When it comes to social services, we’re quick to invest in tertiary and emergency responses but often overlook community-based services that work with people and families to build their resilience and address health and wellbeing issues before a crisis emerges.
Victoria is home to world-class tertiary health and social care systems. These systems are designed for episodic interventions, triaging and managing risk. They’re not designed to prevent emergencies, they’re designed to support people experiencing them.
Although the evidence tells us that early intervention delivered by community-based services is both cheaper and more effective, we continue to ask tertiary services to do what they aren’t designed to do. As long as we continue, we will fail to shift the dial on Victoria’s biggest social challenges.
The missing middle in Victoria’s public services
In Victoria’s health system, there are general practitioners to care for minor issues and tertiary hospitals for complex healthcare, but there are few services available in the middle to prevent issues like chronic illnesses or obesity.
There are counsellors and primary mental health services and intensive bed-based services for complex psychological disorders, but there’s little support for people with moderate needs that don’t need to be treated in a hospital or psychiatric facility.
Victoria has leading perinatal, maternal and child health services and a crisis-driven child protection system for children who need it. Early intervention services do exist for families in need, but greater demand is pulling them to the crisis end.
Victorians also enjoy a good primary and secondary school education and leading specialist schools for students with complex needs, but there is still a lack of support for disengaged learners.
To address crime we have programs in schools and community groups to educate young people, but poorly funded responses to at-risk youth and adults has contributed to rates of imprisonment not seen since before federation.
Asking a leopard to change its spots
A typical solution to these problems is to add more funding to the tertiary system. The assumption is that extra funding in the tertiary system will trickle down to early intervention services.
But, just like economics, not a lot trickles down. Repeated attempts often fail because tertiary services continue to do exactly what they are designed to do: solve emergencies once a person enters the system.

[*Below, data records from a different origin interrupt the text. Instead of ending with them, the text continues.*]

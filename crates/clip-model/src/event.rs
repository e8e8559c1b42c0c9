//! Surface event types for region selection.
//!
//! The selector consumes a stream of discrete events from whatever display
//! collaborator hosts the reference frame: pointer gestures plus the two
//! commands (confirm, abort). Events serialize as JSONL so a selection
//! session can be scripted for headless runs and tests.

use serde::{Deserialize, Serialize};

/// A single input event delivered by a selection surface.
#[derive(Debug, Clone, Copy, PartialEq, Eq, Serialize, Deserialize)]
#[serde(tag = "type", rename_all = "snake_case")]
pub enum SurfaceEvent {
    /// Primary button pressed at a display position.
    PointerDown { x: u32, y: u32 },

    /// Pointer moved; `held` reports whether the primary button is down.
    PointerMove { x: u32, y: u32, held: bool },

    /// Primary button released at a display position.
    PointerUp { x: u32, y: u32 },

    /// Accept the current rectangle (e.g. Enter).
    Confirm,

    /// Terminate the entire run (e.g. 'q').
    Abort,
}

impl SurfaceEvent {
    pub fn down(x: u32, y: u32) -> Self {
        Self::PointerDown { x, y }
    }

    pub fn drag(x: u32, y: u32) -> Self {
        Self::PointerMove { x, y, held: true }
    }

    pub fn hover(x: u32, y: u32) -> Self {
        Self::PointerMove { x, y, held: false }
    }

    pub fn up(x: u32, y: u32) -> Self {
        Self::PointerUp { x, y }
    }
}

/// Parse a JSONL stream of surface events.
///
/// Blank lines and `#` comment lines are skipped.
pub fn parse_events(jsonl: &str) -> Result<Vec<SurfaceEvent>, serde_json::Error> {
    jsonl
        .lines()
        .map(str::trim)
        .filter(|line| !line.is_empty() && !line.starts_with('#'))
        .map(serde_json::from_str)
        .collect()
}

#[cfg(test)]
mod tests {
    use super::*;

    #[test]
    fn events_round_trip_as_jsonl() {
        let events = vec![
            SurfaceEvent::down(10, 20),
            SurfaceEvent::drag(30, 40),
            SurfaceEvent::up(30, 40),
            SurfaceEvent::Confirm,
        ];

        let jsonl = events
            .iter()
            .map(|e| serde_json::to_string(e).unwrap())
            .collect::<Vec<_>>()
            .join("\n");

        assert_eq!(parse_events(&jsonl).unwrap(), events);
    }

    #[test]
    fn parser_skips_comments_and_blanks() {
        let jsonl = "# selection script\n\n{\"type\":\"confirm\"}\n";
        assert_eq!(parse_events(jsonl).unwrap(), vec![SurfaceEvent::Confirm]);
    }

    #[test]
    fn tag_names_are_snake_case() {
        let json = serde_json::to_string(&SurfaceEvent::down(1, 2)).unwrap();
        assert!(json.contains("\"pointer_down\""));
    }
}
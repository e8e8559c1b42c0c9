//! Crop regions and display-space points.

use serde::{Deserialize, Serialize};

/// A rectangular crop region within a frame.
///
/// All components are non-negative; `width == 0 && height == 0` denotes
/// "no selection yet". A region is immutable once returned by the selector.
///
/// # Consumption contract
///
/// When a region is used for cropping, `x`/`width` address frame **rows**
/// and `y`/`height` address frame **columns** — i.e. the crop covers rows
/// `x..x + width` and columns `y..y + height`. This is the transposed
/// display-to-crop convention carried over from the original capture
/// behavior; downstream code must honor it rather than read the fields as
/// screen-space `(x, y, w, h)`.
#[derive(Debug, Clone, Copy, PartialEq, Eq, Serialize, Deserialize, Default)]
pub struct Region {
    /// Row offset.
    pub x: u32,
    /// Column offset.
    pub y: u32,
    /// Row extent.
    pub width: u32,
    /// Column extent.
    pub height: u32,
}

impl Region {
    pub fn new(x: u32, y: u32, width: u32, height: u32) -> Self {
        Self {
            x,
            y,
            width,
            height,
        }
    }

    /// Whether this region denotes "no selection yet".
    pub fn is_empty(&self) -> bool {
        self.width == 0 && self.height == 0
    }

    /// Convert a pair of display-space corners into a crop region.
    ///
    /// `min`/`max` are the component-wise corner extremes of a drag in
    /// display coordinates (x = horizontal, y = vertical). The returned
    /// region follows the transposed consumption contract above: the
    /// display y-axis becomes the row axis.
    pub fn from_display_corners(min: Point, max: Point) -> Self {
        Self {
            x: min.y,
            y: min.x,
            width: max.y.saturating_sub(min.y),
            height: max.x.saturating_sub(min.x),
        }
    }
}

/// A display-space pixel position (x = horizontal, y = vertical).
#[derive(Debug, Clone, Copy, PartialEq, Eq, Serialize, Deserialize)]
pub struct Point {
    pub x: u32,
    pub y: u32,
}

impl Point {
    pub fn new(x: u32, y: u32) -> Self {
        Self { x, y }
    }

    /// Component-wise minimum of two points.
    pub fn component_min(self, other: Point) -> Point {
        Point {
            x: self.x.min(other.x),
            y: self.y.min(other.y),
        }
    }

    /// Component-wise maximum of two points.
    pub fn component_max(self, other: Point) -> Point {
        Point {
            x: self.x.max(other.x),
            y: self.y.max(other.y),
        }
    }
}

#[cfg(test)]
mod tests {
    use super::*;

    #[test]
    fn default_region_is_empty() {
        assert!(Region::default().is_empty());
        assert!(!Region::new(0, 0, 10, 10).is_empty());
    }

    #[test]
    fn display_corners_transpose_into_crop_axes() {
        // Display drag from (30, 10) to (90, 50): the vertical display span
        // (10..50) becomes the row span, the horizontal one the column span.
        let region = Region::from_display_corners(Point::new(30, 10), Point::new(90, 50));
        assert_eq!(region.x, 10);
        assert_eq!(region.y, 30);
        assert_eq!(region.width, 40);
        assert_eq!(region.height, 60);
    }

    #[test]
    fn component_extremes() {
        let a = Point::new(5, 40);
        let b = Point::new(20, 10);
        assert_eq!(a.component_min(b), Point::new(5, 10));
        assert_eq!(a.component_max(b), Point::new(20, 40));
    }
}
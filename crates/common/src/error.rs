//! Error types shared across Streamcut crates.
//!
//! Every variant is fatal to the run: the pipeline either produces a
//! complete, playable output file or none at all, so nothing here is
//! retried or recovered from.

use std::path::PathBuf;

/// Top-level error type for Streamcut operations.
#[derive(Debug, thiserror::Error)]
pub enum StreamcutError {
    #[error("Selection aborted by operator")]
    UserAbort,

    #[error("Source has no frames: {path}")]
    EmptySource { path: PathBuf },

    #[error("Compositor received an empty image sequence")]
    EmptyInput,

    #[error("Degenerate image dimensions: {width}x{height}")]
    InvalidDimensions { width: u32, height: u32 },

    #[error(
        "Region (rows {row_offset}+{row_extent}, cols {col_offset}+{col_extent}) \
         exceeds frame extent {frame_width}x{frame_height}"
    )]
    RegionOutOfBounds {
        row_offset: u32,
        row_extent: u32,
        col_offset: u32,
        col_extent: u32,
        frame_width: u32,
        frame_height: u32,
    },

    #[error("Decode error: {message}")]
    Decode { message: String },

    #[error("Encode error: {message}")]
    Encode { message: String },

    #[error("Probe error: {message}")]
    Probe { message: String },

    #[error("Remux error: {message}")]
    Remux { message: String },

    #[error("Configuration error: {message}")]
    Config { message: String },

    #[error("File not found: {path}")]
    FileNotFound { path: PathBuf },

    #[error("Unsupported operation: {message}")]
    Unsupported { message: String },

    #[error(transparent)]
    Io(#[from] std::io::Error),

    #[error(transparent)]
    Json(#[from] serde_json::Error),

    #[error(transparent)]
    Other(#[from] anyhow::Error),
}

/// Result type alias using StreamcutError.
pub type StreamcutResult<T> = Result<T, StreamcutError>;

impl StreamcutError {
    pub fn decode(msg: impl Into<String>) -> Self {
        Self::Decode {
            message: msg.into(),
        }
    }

    pub fn encode(msg: impl Into<String>) -> Self {
        Self::Encode {
            message: msg.into(),
        }
    }

    pub fn probe(msg: impl Into<String>) -> Self {
        Self::Probe {
            message: msg.into(),
        }
    }

    pub fn remux(msg: impl Into<String>) -> Self {
        Self::Remux {
            message: msg.into(),
        }
    }

    pub fn config(msg: impl Into<String>) -> Self {
        Self::Config {
            message: msg.into(),
        }
    }

    pub fn unsupported(msg: impl Into<String>) -> Self {
        Self::Unsupported {
            message: msg.into(),
        }
    }
}
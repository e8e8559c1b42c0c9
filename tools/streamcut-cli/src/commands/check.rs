//! Check system capabilities.

use std::process::{Command, Stdio};

use streamcut_render_engine::{FfmpegBackend, MediaBackend};

pub fn run() -> anyhow::Result<()> {
    println!("Streamcut System Check");
    println!("{}", "=".repeat(50));

    let ffmpeg = binary_available("ffmpeg");
    let ffprobe = binary_available("ffprobe");

    println!(
        "[{}] ffmpeg: {}",
        if ffmpeg { "OK" } else { "MISSING" },
        if ffmpeg {
            "found on PATH"
        } else {
            "not found (install ffmpeg)"
        }
    );
    println!(
        "[{}] ffprobe: {}",
        if ffprobe { "OK" } else { "MISSING" },
        if ffprobe {
            "found on PATH"
        } else {
            "not found (ships with ffmpeg)"
        }
    );

    let backend = FfmpegBackend::new();
    println!();
    if backend.is_available() {
        println!(
            "Media backend '{}' is ready. Streamcut can cut clips.",
            backend.name()
        );
    } else {
        println!("The media backend is unavailable. See above for fixes.");
    }

    Ok(())
}

fn binary_available(binary: &str) -> bool {
    Command::new(binary)
        .arg("-version")
        .stdout(Stdio::null())
        .stderr(Stdio::null())
        .status()
        .map(|status| status.success())
        .unwrap_or(false)
}
//! Trait seams for the external media collaborators.
//!
//! Decode, encode, and remux are opaque services to the pipeline: any
//! backend that can hand over frames and merge tracks will do. The ffmpeg
//! implementation lives in [`crate::ffmpeg`]; tests substitute in-memory
//! backends.

use std::path::Path;

use streamcut_clip_model::{Frame, TargetAspect};
use streamcut_common::StreamcutResult;

/// Probed properties of a video stream.
#[derive(Debug, Clone, Copy, PartialEq)]
pub struct VideoMetadata {
    pub width: u32,
    pub height: u32,
    /// Playback rate in frames per second.
    pub fps: f64,
    /// Container-reported frame count, when the container knows it.
    /// Informational only; the frame loop runs to EOF regardless.
    pub frame_count: Option<u64>,
}

/// A sequential reader of decoded frames.
pub trait FrameSource {
    fn metadata(&self) -> VideoMetadata;

    /// The next decoded frame, or `None` at clean end of stream.
    fn next_frame(&mut self) -> StreamcutResult<Option<Frame>>;
}

/// A sequential writer of composited frames into a video-only stream.
pub trait FrameSink {
    fn write_frame(&mut self, frame: &Frame) -> StreamcutResult<()>;

    /// Flush and shut down the encoder. Must be called before the stream
    /// is consumed elsewhere.
    fn finish(&mut self) -> StreamcutResult<()>;
}

/// The full set of media collaborators the pipeline needs.
pub trait MediaBackend {
    /// Probe a source's dimensions, frame rate, and frame count.
    fn probe(&self, path: &Path) -> StreamcutResult<VideoMetadata>;

    /// Open a source for sequential frame decoding.
    fn open_source(&self, path: &Path) -> StreamcutResult<Box<dyn FrameSource>>;

    /// Create a video-only sink at the given dimensions and frame rate.
    fn create_sink(
        &self,
        path: &Path,
        aspect: TargetAspect,
        fps: f64,
    ) -> StreamcutResult<Box<dyn FrameSink>>;

    /// Merge the visual track of `visual` with the audio track of
    /// `audio_source` into `output`.
    fn remux(&self, visual: &Path, audio_source: &Path, output: &Path) -> StreamcutResult<()>;

    /// Whether this backend's tooling is present on the system.
    fn is_available(&self) -> bool;

    /// Backend name for logs.
    fn name(&self) -> &str;
}
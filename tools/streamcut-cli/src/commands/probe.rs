//! Show source video information.

use std::path::PathBuf;

use streamcut_render_engine::{FfmpegBackend, MediaBackend};

pub fn run(input: PathBuf) -> anyhow::Result<()> {
    let backend = FfmpegBackend::new();
    let metadata = backend
        .probe(&input)
        .map_err(|e| anyhow::anyhow!("Failed to probe {}: {e}", input.display()))?;

    println!("Source: {}", input.display());
    println!("  Resolution: {}x{}", metadata.width, metadata.height);
    println!("  Frame rate: {:.3} fps", metadata.fps);
    match metadata.frame_count {
        Some(count) => println!("  Frames: {count}"),
        None => println!("  Frames: unknown"),
    }

    Ok(())
}
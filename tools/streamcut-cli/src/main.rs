//! Streamcut CLI — Command-line interface for clipping streams into
//! vertical composites.
//!
//! Usage:
//!   streamcut cut <INPUT> <OUTPUT>   Select regions and render a clip
//!   streamcut probe <INPUT>          Show source video information
//!   streamcut check                  Check system capabilities

use std::path::PathBuf;

use clap::{Parser, Subcommand};
use streamcut_clip_model::TargetAspect;

mod commands;
mod window;

#[derive(Parser)]
#[command(
    name = "streamcut",
    about = "Cut a webcam + gamefeed stream into a vertical clip",
    version,
    author
)]
struct Cli {
    /// Enable verbose logging
    #[arg(short, long, global = true)]
    verbose: bool,

    #[command(subcommand)]
    command: Commands,
}

#[derive(Subcommand)]
enum Commands {
    /// Select two regions on the first frame, then composite and remux
    Cut {
        /// Path to the source video
        input: PathBuf,

        /// Output file path
        output: PathBuf,

        /// Output dimensions as WIDTHxHEIGHT (defaults to the configured
        /// output size, or 720x1280)
        #[arg(long)]
        aspect: Option<TargetAspect>,

        /// Read selection events from a JSONL file instead of a window
        #[arg(long)]
        events: Option<PathBuf>,
    },

    /// Show source video information
    Probe {
        /// Path to the source video
        input: PathBuf,
    },

    /// Check system capabilities
    Check,
}

fn main() -> anyhow::Result<()> {
    let cli = Cli::parse();

    let log_level = if cli.verbose { "debug" } else { "info" };
    streamcut_common::logging::init_logging(&streamcut_common::config::LoggingConfig {
        level: log_level.to_string(),
        json: false,
        file: None,
    });

    let config = streamcut_common::AppConfig::load();

    match cli.command {
        Commands::Cut {
            input,
            output,
            aspect,
            events,
        } => commands::cut::run(input, output, aspect, events, &config),
        Commands::Probe { input } => commands::probe::run(input),
        Commands::Check => commands::check::run(),
    }
}
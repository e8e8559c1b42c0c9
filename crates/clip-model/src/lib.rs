//! Streamcut Clip Model
//!
//! Pure data types shared by the selection and render stages:
//! - [`Region`] crop rectangles and display-space [`Point`]s
//! - [`TargetAspect`] output dimensions
//! - [`SurfaceEvent`] pointer/command streams for region selection
//!
//! Frames are plain RGB pixel buffers from the `image` crate.

pub mod aspect;
pub mod event;
pub mod region;

pub use aspect::TargetAspect;
pub use event::{parse_events, SurfaceEvent};
pub use region::{Point, Region};

/// A decoded video frame: a 2D grid of RGB pixels.
pub type Frame = image::RgbImage;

Meanwhile, as people fail to get the early intervention they need, the risk of other emergencies increases. Failing to identify and address family violence often leads to hospitalisation or child protection. Poor childhood development has strong links to homelessness and crime. Time spent outside the education system affects employment and so on.
Early intervention where it’s needed
What if the middle isn’t missing, we’re just looking in the wrong place? Ask any frontline worker and they’ll say the people who need these services aren’t missing, they’re just not where our system wants them to be.“Instead of wishing people would turn up where and when we want them, we could place high-quality specialists where they are before the problem becomes an emergency.”
Opportunities to deliver middle services are everywhere our current system doesn’t want them either. They’re in schools where teachers are often the first to identify poor health or family instability. They’re in family services who see the impact of family instability emerging in a young person’s mental health or risk-taking behaviour. They’re in women’s and family violence services who work with victims to recover from the impact of trauma.
Instead of wishing people would turn up where and when we want them, we could place high-quality specialists where they are before the problem becomes an emergency.
The solution to the mental health crisis isn’t just injecting more beds and clinical services into the system which will inevitably be sucked to the crisis end, but also embedding specialists in schools, community services and early childhood centres where they can identify and treat issues in its early stages.
Supporting community services to promote good health and wellbeing, improving access to health and education and, crucially, strengthening family and social connections are other ways we can start to fill the gap.